Spent some time getting a sourceforge page set up for some Web log summary scripts I wrote years ago; some of the documentation is up, but not the code yet, because in writing the install notes I decided it was all to horrible and I want to improve it first!
*
robocoder, I'm aware of two main dangers of relying on captchas (e.g. images of hard-to-OCR numbers used to try to keep spambots out and let people in). The first is that blind people can't use them, and in many cases this can be discriminatory and illegal, so you have to provide an alternate method that's not so difficult as to be discriminatory in itself. The second is that these systems can be easily broken if there is a financial incentive. There have been reports of spammers using a system that relays the captcha questions onto a free porn site registration form, for instance. When someone registers, the corresponding hotmail (or whatever) registration is completed by the software. One way round that is to use text questions that incorporate the name of your Web site in the answer, I suppose.
Ingvar, if it takes a C program 14 seconds to read 43MBytes of data on a reasonably recent computer, either the data format is very very intricate or it expands into using an awful lot of memory when unpacked.
If you're not doing it already, use profiling tools such as gprof(1) and maybe consider using mmap(). If there's no obvious function using more than 10% of the time, maybe consider inlining some frequently-called functions r turning them into macros (depending on which compiler you use). Compiler options can help too.

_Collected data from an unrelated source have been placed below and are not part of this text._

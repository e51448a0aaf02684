//! Mimir error types

use std::time::Duration;

/// Mimir error types
#[derive(Debug, thiserror::Error)]
pub enum MimirError {
    // Backend/network errors
    #[error("rate limited, retry after {retry_after:?}")]
    RateLimited { retry_after: Option<Duration> },

    #[error("authentication failed")]
    AuthenticationFailed,

    #[error("model not found: {0}")]
    ModelNotFound(String),

    // Streaming errors
    #[error("stream error: {0}")]
    Stream(String),

    // Data errors
    #[error("I/O error: {0}")]
    Io(#[from] std::io::Error),

    #[error("JSON error: {0}")]
    Json(#[from] serde_json::Error),

    #[error("invalid input: {0}")]
    InvalidInput(String),

    /// Document could not be decoded as text.
    #[error("unsupported document '{name}': {reason}")]
    UnsupportedDocument { name: String, reason: String },

    // Configuration errors
    #[error("configuration error: {0}")]
    Configuration(String),

    /// Retrieval mode was entered without any uploaded documents.
    #[error("no uploaded files")]
    NoDocuments,

    // Soft errors
    #[error("empty response from model")]
    EmptyResponse,

    // Wrapped llm crate error
    #[error("LLM error: {0}")]
    Llm(String),
}

impl From<llm::error::LLMError> for MimirError {
    fn from(err: llm::error::LLMError) -> Self {
        // Map llm errors to our error types
        let msg = err.to_string();
        if msg.contains("rate limit") || msg.contains("429") {
            MimirError::RateLimited { retry_after: None }
        } else if msg.contains("authentication")
            || msg.contains("401")
            || msg.contains("invalid api key")
        {
            MimirError::AuthenticationFailed
        } else if msg.contains("not found") || msg.contains("404") {
            MimirError::ModelNotFound(msg)
        } else {
            MimirError::Llm(msg)
        }
    }
}

/// Result type alias for Mimir operations
pub type Result<T> = std::result::Result<T, MimirError>;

My hololog program reads a 50MByte or so httpd logfile in Perl in less time than that, including matching multiple regular expressions on each line. On a 250MHz Pentium 1 "Pro" system with 128 MBytes of RAM and slow 7200RPM disks. But it should be a lot faster if I work on it some more some time, I suspect.
Sometimes a good compromise is to write a C program to read the data and extract some of it into a text format (e.g. XML-based), and then weed it further in Python or Perl, or even XSLT or XML Query.